Jason Zhao, d'origine coréenne, a grandi à Austin, au Texas. Au lycée, il dirigeait déjà TED x AustinYouth. À 19 ans, durant le programme Launch du MIT, il a cofondé PolitiFund, une plateforme de financement participatif pour le lobbying politique. Avec un score SAT de 2400, il a rejeté les bourses complètes de toutes les universités Ivy League pour choisir Stanford.

Après un diplôme de philosophie à Stanford, il poursuit un master en informatique, spécialisé en intelligence artificielle, travaillant au laboratoire de vision par ordinateur sous la direction de Li Feifei, surnommée la « marraine de l'IA ». Ensuite, il rejoint DeepMind, laboratoire d'IA de Google, devenant le plus jeune chef de produit. Avec un tel parcours, il semblait inévitablement destiné à réussir. S'il était resté dans une grande entreprise d'IA, il aurait peut-être même reçu une offre alléchante de Mark Zuckerberg. Mais le destin avait prévu autre chose.
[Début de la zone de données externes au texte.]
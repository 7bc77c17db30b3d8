//! Common metrics for performance evaluation of classifier
//!
//! Scoring is essential for classification tasks. This module implements the confusion matrix and
//! the scoring functions derived from it: accuracy, precision, recall and f1-score.
use std::collections::{BTreeSet, HashMap};
use std::fmt;

use ndarray::prelude::*;
use ndarray::Data;

use crate::dataset::{DatasetBase, Label, Records};
use crate::error::{Error, Result};

/// Return tuple of class index for each element of ground truth and prediction
fn map_prediction_to_idx<A: Label>(
    prediction: &[&A],
    ground_truth: &[&A],
    classes: &[A],
) -> Vec<(usize, usize)> {
    // create a map from class label to index
    let set = classes
        .iter()
        .enumerate()
        .map(|(a, b)| (b, a))
        .collect::<HashMap<_, usize>>();

    // every label is a member, the classes are collected from both arrays
    ground_truth
        .iter()
        .zip(prediction.iter())
        .filter_map(|(a, b)| set.get(*a).and_then(|x| set.get(*b).map(|y| (*x, *y))))
        .collect()
}

/// Ratio of two counts, zero if the denominator is zero
fn ratio(num: usize, denom: usize) -> f64 {
    if denom == 0 {
        0.0
    } else {
        num as f64 / denom as f64
    }
}

/// Confusion matrix for multi-label evaluation
///
/// A confusion matrix shows predictions in a matrix, where rows correspond to the ground truth and
/// columns to the prediction. The diagonal entries are correct predictions. Members are sorted in
/// ascending label order.
#[derive(Clone, PartialEq)]
pub struct ConfusionMatrix<A> {
    matrix: Array2<usize>,
    members: Array1<A>,
}

impl<A: Label> ConfusionMatrix<A> {
    /// The counts, `matrix[(i, j)]` is the number of samples of class `members[i]` predicted as
    /// `members[j]`
    pub fn matrix(&self) -> &Array2<usize> {
        &self.matrix
    }

    /// The labels of the rows and columns
    pub fn members(&self) -> &Array1<A> {
        &self.members
    }

    fn index_of(&self, label: &A) -> Option<usize> {
        self.members.iter().position(|member| member == label)
    }

    /// Fraction of correct predictions, zero for an empty matrix
    pub fn accuracy(&self) -> f64 {
        ratio(self.matrix.diag().sum(), self.matrix.sum())
    }

    /// Fraction of samples predicted as `label` which really belong to `label`
    pub fn precision(&self, label: &A) -> f64 {
        self.index_of(label)
            .map(|idx| ratio(self.matrix[(idx, idx)], self.matrix.column(idx).sum()))
            .unwrap_or(0.0)
    }

    /// Fraction of samples belonging to `label` which were predicted as `label`
    pub fn recall(&self, label: &A) -> f64 {
        self.index_of(label)
            .map(|idx| ratio(self.matrix[(idx, idx)], self.matrix.row(idx).sum()))
            .unwrap_or(0.0)
    }

    /// Harmonic mean of precision and recall for `label`
    pub fn f1_score(&self, label: &A) -> f64 {
        let precision = self.precision(label);
        let recall = self.recall(label);

        if precision + recall == 0.0 {
            0.0
        } else {
            2.0 * precision * recall / (precision + recall)
        }
    }
}

/// Print a confusion matrix
impl<A: fmt::Debug> fmt::Debug for ConfusionMatrix<A> {
    fn fmt(&self, f: &mut fmt::Formatter) -> fmt::Result {
        let len = self.matrix.len_of(Axis(0));
        writeln!(f, "members: {:?}", self.members)?;
        for _ in 0..len * 4 + 1 {
            write!(f, "-")?;
        }
        writeln!(f)?;

        for i in 0..len {
            write!(f, "| ")?;

            for j in 0..len {
                write!(f, "{} | ", self.matrix[(i, j)])?;
            }
            writeln!(f)?;
        }

        for _ in 0..len * 4 + 1 {
            write!(f, "-")?;
        }

        Ok(())
    }
}

/// Classification functions
///
/// Contains only routine for Confusion Matrix, as all other current metrices can be derived from
/// the entries in the matrix.
pub trait ToConfusionMatrix<A, T> {
    fn confusion_matrix(&self, ground_truth: T) -> Result<ConfusionMatrix<A>>;
}

impl<A: Label, S: Data<Elem = A>, S2: Data<Elem = A>> ToConfusionMatrix<A, &ArrayBase<S2, Ix1>>
    for ArrayBase<S, Ix1>
{
    fn confusion_matrix(&self, ground_truth: &ArrayBase<S2, Ix1>) -> Result<ConfusionMatrix<A>> {
        if self.len() != ground_truth.len() {
            return Err(Error::MismatchedShapes {
                records: ground_truth.len(),
                targets: self.len(),
            });
        }

        let prediction = self.iter().collect::<Vec<_>>();
        let ground_truth = ground_truth.iter().collect::<Vec<_>>();

        // create a sorted set of all labels
        let classes = ground_truth
            .iter()
            .chain(prediction.iter())
            .map(|x| (*x).clone())
            .collect::<BTreeSet<_>>()
            .into_iter()
            .collect::<Vec<_>>();

        // count each index tuple in the confusion matrix
        let mut matrix = Array2::zeros((classes.len(), classes.len()));
        for (i1, i2) in map_prediction_to_idx(&prediction, &ground_truth, &classes) {
            matrix[(i1, i2)] += 1;
        }

        Ok(ConfusionMatrix {
            matrix,
            members: Array1::from(classes),
        })
    }
}

impl<A: Label, S: Data<Elem = A>, R: Records, S2: Data<Elem = A>>
    ToConfusionMatrix<A, &DatasetBase<R, ArrayBase<S2, Ix1>>> for ArrayBase<S, Ix1>
{
    fn confusion_matrix(
        &self,
        ground_truth: &DatasetBase<R, ArrayBase<S2, Ix1>>,
    ) -> Result<ConfusionMatrix<A>> {
        self.confusion_matrix(&ground_truth.targets)
    }
}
Le « DeFi Summer » de 2020 l’a initié à la blockchain. Fort de ses connaissances en philosophie et en IA, il a eu l’idée que « l’intelligence artificielle redéfinira la créativité et enrichira le contenu, tandis que la blockchain définira la propriété numérique et conférera une rareté vérifiable aux données ». IP + IA + Blockchain : à 25 ans, il lance Story Protocol, levant 140 millions de dollars. Le projet vise à rendre les droits de propriété intellectuelle (IP) programmables, traçables sur chaîne, et à promouvoir de nouveaux modèles économiques tels que les redevances pour créateurs, les licences et l'entraînement de modèles d'IA.
Ils ont lancé Story Academy pour soutenir les entrepreneurs et développeurs. En collaboration avec Yakoa, ils utilisent l'IA pour détecter les duplications et manipulations d'IP ; intégration avec Pastel Network pour garantir la rareté des certificats et des actifs ; partenariat avec Lit Protocol pour renforcer la sécurité et la confidentialité des transactions ; coopération avec Stability AI pour intégrer l'autorisation sur chaîne et le suivi des droits d'auteur dans l'entraînement des modèles d'IA.

Logique commerciale de Story, source : Starzqeth
Mais ce produit « appliqué », bien que doté d'une forte narration, semble mal adapté à l'orientation actuelle de la crypto. Malgré des collaborations post-TGE avec des marques prestigieuses comme Justin Bieber, BTS, BlackPink, Adidas ou Crocs, les revenus générés par Story sur chaîne sont restés la plupart du temps à un ou deux chiffres. L'analyste bien connu Adam Cochran souligne qu'avec une valorisation entièrement diluée proche de 6 milliards de dollars face à de tels revenus, on peut légitimement se demander si le projet ne met pas trop l'accent sur des « démonstrations spectaculaires ».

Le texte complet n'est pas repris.